Die Ergebnisse der Datenanalyse lagen schnell vor. Es handelte sich um eine gewöhnliche, lasergeätzte Zugangskarte, die mit dem dynamischen Zahlenschloss der Schranke kompatibel war. Der Karteninhaber musste sie lediglich über die Schnittstelle ziehen, woraufhin die Schranke automatisch einen Spalt öffnete und den Zutritt ermöglichte. Man kann sagen, dass Schranke und Spitzentechnologie nahtlos ineinander übergingen.

Die einzige kleine Unannehmlichkeit besteht darin, dass die Zugangskarten der Ausländer Fingerabdruckkarten sind, die die Vitalfunktionen des Karteninhabers aufzeichnen. Weichen die Messwerte des Karteninhabers von den vom System erfassten Daten ab, verriegelt sich das System sofort und automatisch. Handelt es sich beim Karteninhaber um einen Supermenschen, wird die Verriegelung zu einer Gefängnisstrafe. Dies ist völlig normal; angesichts der strengen Sicherheitsvorkehrungen des Superhuman Bureau möchte man natürlich verhindern, dass Karten gestohlen oder gar mit abgetrennten Gliedmaßen des Karteninhabers eingebrochen wird.

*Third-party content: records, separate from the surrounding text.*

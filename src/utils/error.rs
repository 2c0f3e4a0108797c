use thiserror::Error;

#[derive(Error, Debug)]
pub enum IssueError {
    #[error("Order not found: {order_id}")]
    OrderNotFound { order_id: String },

    #[error("Invalid operation: {message}")]
    InvalidOperation { message: String },

    #[error("Invalid input: {message}")]
    InvalidInput { message: String },

    /// Carrier-prefixed wrapper the gateway adapters put around any protocol
    /// failure so the caller always sees which carrier broke and why.
    #[error("{carrier}: {message}")]
    Carrier {
        carrier: &'static str,
        message: String,
        #[source]
        source: Box<IssueError>,
    },

    /// A named stage of a page protocol failed (missing field, undetected
    /// confirmation screen, empty download, ...).
    #[error("Automation failed at stage '{stage}': {message}")]
    Automation { stage: &'static str, message: String },

    /// Deliberate control exit: the flow reached the confirmation screen and
    /// stopped before payment because dry-run mode is on. Not a defect.
    #[error("Reached confirmation screen; stopping before payment (dry run)")]
    DryRunStop,

    #[error("Browser request failed: {0}")]
    Http(#[from] reqwest::Error),

    #[error("WebDriver error: {message}")]
    WebDriver { message: String },

    #[error("IO error: {0}")]
    Io(#[from] std::io::Error),

    #[error("Serialization error: {0}")]
    Serialization(#[from] serde_json::Error),

    #[error("Repository error: {message}")]
    Repository { message: String },

    #[error("Configuration error: {field}: {reason}")]
    Config { field: String, reason: String },
}

/// HTTP-equivalent class of an error, used by callers (the CLI today, an HTTP
/// handler eventually) to pick a status code or exit code.
#[derive(Debug, Clone, Copy, PartialEq, Eq)]
pub enum ErrorKind {
    /// 400-equivalent: the request itself is malformed.
    Validation,
    /// 409-equivalent: the order is not in a state that allows issuance.
    Conflict,
    /// 404-equivalent.
    NotFound,
    /// 502-equivalent: the carrier automation or browser broke.
    External,
    /// Internal: repository, config, serialization.
    Internal,
}

impl IssueError {
    pub fn kind(&self) -> ErrorKind {
        match self {
            IssueError::OrderNotFound { .. } => ErrorKind::NotFound,
            IssueError::InvalidOperation { .. } => ErrorKind::Conflict,
            IssueError::InvalidInput { .. } => ErrorKind::Validation,
            IssueError::Carrier { .. }
            | IssueError::Automation { .. }
            | IssueError::DryRunStop
            | IssueError::Http(_)
            | IssueError::WebDriver { .. } => ErrorKind::External,
            IssueError::Io(_)
            | IssueError::Serialization(_)
            | IssueError::Repository { .. }
            | IssueError::Config { .. } => ErrorKind::Internal,
        }
    }

    /// True when the error is the dry-run control exit rather than a failure,
    /// including when a gateway has wrapped it with a carrier prefix.
    pub fn is_dry_run_stop(&self) -> bool {
        match self {
            IssueError::DryRunStop => true,
            IssueError::Carrier { source, .. } => source.is_dry_run_stop(),
            _ => false,
        }
    }

    pub fn stage(stage: &'static str, message: impl Into<String>) -> Self {
        IssueError::Automation {
            stage,
            message: message.into(),
        }
    }
}

pub type Result<T> = std::result::Result<T, IssueError>;
// Domain layer: entities and the ports the core depends on.

pub mod model;
pub mod ports;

Ling Yun wusste jedoch auch, dass er lediglich die Laserdaten der Ein- und Ausreisekarte benötigte; für den Rest hatte er andere Möglichkeiten. Sobald der Ausländer das Gebäude betreten hatte, konnte Ling Yun die Gelegenheit nutzen, ihm zu folgen.

Einen Augenblick später hatte der Ausländer seine Camel-Zigarette zu Ende geraucht. Er schien unzufrieden und holte eine zweite Camel aus seinem Zigarettenetui, um sie erneut anzuzünden. Genau in diesem Moment ertönte ein angenehmes Telefonklingeln aus einer anderen Tasche seines weißen Mantels.